__About this task__: Where the records hold the string "None", show the whole line it sits on.

__Collected data entries__:
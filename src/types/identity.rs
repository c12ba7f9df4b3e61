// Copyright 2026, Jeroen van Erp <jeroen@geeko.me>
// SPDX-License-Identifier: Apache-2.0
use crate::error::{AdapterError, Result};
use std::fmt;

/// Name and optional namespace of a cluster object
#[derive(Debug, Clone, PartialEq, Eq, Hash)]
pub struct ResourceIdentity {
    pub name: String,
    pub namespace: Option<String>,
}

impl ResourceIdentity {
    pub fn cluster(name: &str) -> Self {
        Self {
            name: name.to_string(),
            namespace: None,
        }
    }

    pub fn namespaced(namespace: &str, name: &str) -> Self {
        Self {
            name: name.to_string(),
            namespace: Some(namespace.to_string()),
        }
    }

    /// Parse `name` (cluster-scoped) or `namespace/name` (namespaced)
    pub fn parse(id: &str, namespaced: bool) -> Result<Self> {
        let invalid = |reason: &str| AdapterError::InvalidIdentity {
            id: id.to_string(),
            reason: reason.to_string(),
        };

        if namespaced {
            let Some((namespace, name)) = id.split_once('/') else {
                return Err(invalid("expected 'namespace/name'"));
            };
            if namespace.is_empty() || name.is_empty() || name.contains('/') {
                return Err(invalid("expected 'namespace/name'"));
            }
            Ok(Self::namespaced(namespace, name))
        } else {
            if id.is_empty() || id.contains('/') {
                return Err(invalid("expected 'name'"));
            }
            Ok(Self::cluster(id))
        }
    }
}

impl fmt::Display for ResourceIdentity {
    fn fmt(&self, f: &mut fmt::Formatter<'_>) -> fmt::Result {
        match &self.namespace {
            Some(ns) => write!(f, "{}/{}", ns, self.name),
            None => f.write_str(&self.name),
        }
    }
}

__Result of the exercise__:
            namespace: None,
            None => f.write_str(&self.name),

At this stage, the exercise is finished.